⟨

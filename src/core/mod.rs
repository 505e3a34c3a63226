pub mod bundle;
pub mod consistency;
pub mod manifest;
pub mod parse;
pub mod plan;
pub mod render;
pub mod templates;

pub use crate::domain::model::{Artifact, ArtifactKind, DeploymentNames, Requirement};
pub use crate::domain::ports::{ArtifactTemplate, Storage};
pub use crate::utils::error::Result;
use crate::domain::model::Artifact;
use crate::utils::error::Result;
use std::io::Write;
use zip::write::{SimpleFileOptions, ZipWriter};

/// Path inside the bundle, the install path without its leading `/`, so the
/// archive can be unpacked at the host's root.
pub fn entry_name(artifact: &Artifact) -> String {
    artifact.install_path().trim_start_matches('/').to_string()
}

/// Zips the artifacts with a fixed timestamp so identical input gives an
/// identical archive.
pub fn bundle(artifacts: &[Artifact]) -> Result<Vec<u8>> {
    let options = SimpleFileOptions::default()
        .compression_method(zip::CompressionMethod::Deflated)
        .last_modified_time(zip::DateTime::default())
        .unix_permissions(0o644);

    let mut zip = ZipWriter::new(std::io::Cursor::new(Vec::new()));
    for artifact in artifacts {
        let name = entry_name(artifact);
        tracing::debug!("Adding {} to bundle", name);
        zip.start_file(name, options)?;
        zip.write_all(artifact.contents.as_bytes())?;
    }

    let cursor = zip.finish()?;
    Ok(cursor.into_inner())
}

#[cfg(test)]
mod tests {
    use super::*;
    use crate::domain::model::ArtifactKind;
    use std::io::Read;

    fn artifacts() -> Vec<Artifact> {
        vec![
            Artifact {
                kind: ArtifactKind::SocketUnit,
                file_name: "blog.socket".to_string(),
                install_dir: "/etc/systemd/system".to_string(),
                contents: "[Socket]\nListenStream=/run/blog.sock\n".to_string(),
            },
            Artifact {
                kind: ArtifactKind::Requirements,
                file_name: "requirements.txt".to_string(),
                install_dir: "/home/deploy/blog".to_string(),
                contents: "gunicorn==21.2.0\n".to_string(),
            },
        ]
    }

    #[test]
    fn test_bundle_lays_out_install_paths() {
        let data = bundle(&artifacts()).unwrap();
        let mut archive = zip::ZipArchive::new(std::io::Cursor::new(data)).unwrap();

        let mut names: Vec<String> = (0..archive.len())
            .map(|i| archive.by_index(i).unwrap().name().to_string())
            .collect();
        names.sort();
        assert_eq!(
            names,
            vec!["etc/systemd/system/blog.socket", "home/deploy/blog/requirements.txt"]
        );

        let mut content = String::new();
        archive
            .by_name("etc/systemd/system/blog.socket")
            .unwrap()
            .read_to_string(&mut content)
            .unwrap();
        assert_eq!(content, "[Socket]\nListenStream=/run/blog.sock\n");
    }

    #[test]
    fn test_bundle_is_reproducible() {
        assert_eq!(bundle(&artifacts()).unwrap(), bundle(&artifacts()).unwrap());
    }
}
use tracing_subscriber::{layer::SubscriberExt, util::SubscriberInitExt, EnvFilter};

pub fn init_cli_logger(verbose: bool) {
    let filter = if verbose {
        EnvFilter::try_from_default_env()
            .unwrap_or_else(|_| EnvFilter::new("stack_deploy=debug,info"))
    } else {
        EnvFilter::try_from_default_env().unwrap_or_else(|_| EnvFilter::new("stack_deploy=info"))
    };

    // stdout carries rendered artifacts and reports, logs go to stderr
    tracing_subscriber::registry()
        .with(filter)
        .with(
            tracing_subscriber::fmt::layer()
                .with_writer(std::io::stderr)
                .with_target(false)
                .with_thread_ids(false)
                .with_file(false)
                .with_line_number(false)
                .compact(),
        )
        .init();
}

pub fn init_json_logger() {
    let filter =
        EnvFilter::try_from_default_env().unwrap_or_else(|_| EnvFilter::new("stack_deploy=info"));

    tracing_subscriber::registry()
        .with(filter)
        .with(
            tracing_subscriber::fmt::layer()
                .with_writer(std::io::stderr)
                .with_target(false)
                .with_thread_ids(false)
                .with_file(false)
                .with_line_number(false)
                .json(),
        )
        .init();
}
pub mod cli;
pub mod toml_config;

#[cfg(feature = "cli")]
mod args;

#[cfg(feature = "cli")]
pub use args::{CheckArgs, CliConfig, Command, CompareArgs, Overrides, PlanArgs, RenderArgs};
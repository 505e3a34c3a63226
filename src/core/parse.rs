//! Readers for the three text formats the artifacts use: systemd unit files,
//! nginx site blocks and `KEY=VALUE` environment files.
//!
//! Each reader understands only the subset the rendered artifacts and the
//! usual hand edits (certbot included) produce.

use crate::domain::model::ArtifactKind;
use crate::utils::error::{DeployError, Result};

fn parse_error(kind: ArtifactKind, line: usize, message: impl Into<String>) -> DeployError {
    DeployError::ParseError {
        artifact: kind.label().to_string(),
        line,
        message: message.into(),
    }
}

#[derive(Debug, Clone, PartialEq, Eq)]
pub struct UnitSection {
    pub name: String,
    pub entries: Vec<(String, String)>,
}

#[derive(Debug, Clone, Default, PartialEq, Eq)]
pub struct UnitFile {
    pub sections: Vec<UnitSection>,
}

impl UnitFile {
    pub fn parse(kind: ArtifactKind, text: &str) -> Result<Self> {
        let mut sections: Vec<UnitSection> = Vec::new();
        let mut pending: Option<(usize, String)> = None;

        for (idx, raw) in text.lines().enumerate() {
            let line_no = idx + 1;
            let trimmed = raw.trim();

            // backslash continuations join with a single space
            let (start_line, joined) = match pending.take() {
                Some((start, mut acc)) => {
                    if trimmed.starts_with('#') || trimmed.starts_with(';') {
                        pending = Some((start, acc));
                        continue;
                    }
                    acc.push(' ');
                    acc.push_str(trimmed);
                    (start, acc)
                }
                None => {
                    if trimmed.is_empty() || trimmed.starts_with('#') || trimmed.starts_with(';') {
                        continue;
                    }
                    (line_no, trimmed.to_string())
                }
            };

            if let Some(stripped) = joined.strip_suffix('\\') {
                pending = Some((start_line, stripped.trim_end().to_string()));
                continue;
            }

            if joined.starts_with('[') {
                let name = joined
                    .strip_prefix('[')
                    .and_then(|s| s.strip_suffix(']'))
                    .filter(|s| !s.is_empty())
                    .ok_or_else(|| parse_error(kind, start_line, "malformed section header"))?;
                sections.push(UnitSection {
                    name: name.to_string(),
                    entries: Vec::new(),
                });
                continue;
            }

            let (key, value) = joined
                .split_once('=')
                .ok_or_else(|| parse_error(kind, start_line, format!("expected Key=Value, got '{}'", joined)))?;
            let section = sections
                .last_mut()
                .ok_or_else(|| parse_error(kind, start_line, "assignment outside of any section"))?;
            section
                .entries
                .push((key.trim().to_string(), value.trim().to_string()));
        }

        if let Some((start, _)) = pending {
            return Err(parse_error(kind, start, "continuation runs past end of file"));
        }

        Ok(Self { sections })
    }

    /// All values of `key` in every `[section]` of that name, in file order.
    pub fn get_all(&self, section: &str, key: &str) -> Vec<&str> {
        self.sections
            .iter()
            .filter(|s| s.name == section)
            .flat_map(|s| s.entries.iter())
            .filter(|(k, _)| k == key)
            .map(|(_, v)| v.as_str())
            .collect()
    }

    /// Last assignment wins, as systemd reads single-valued keys.
    pub fn get(&self, section: &str, key: &str) -> Option<&str> {
        self.get_all(section, key).into_iter().last()
    }

    /// Space separated list keys such as `Requires=` and `After=`, an empty
    /// assignment resets the list.
    pub fn get_list(&self, section: &str, key: &str) -> Vec<&str> {
        let mut items = Vec::new();
        for value in self.get_all(section, key) {
            if value.is_empty() {
                items.clear();
            } else {
                items.extend(value.split_whitespace());
            }
        }
        items
    }

    pub fn has_section(&self, section: &str) -> bool {
        self.sections.iter().any(|s| s.name == section)
    }
}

⟩

*Exercise directions*
Copy out all lines of the material above in which "contents" occurs.

*Your response*
        zip.write_all(artifact.contents.as_bytes())?;
                contents: "[Socket]\nListenStream=/run/blog.sock\n".to_string(),
                contents: "gunicorn==21.2.0\n".to_string(),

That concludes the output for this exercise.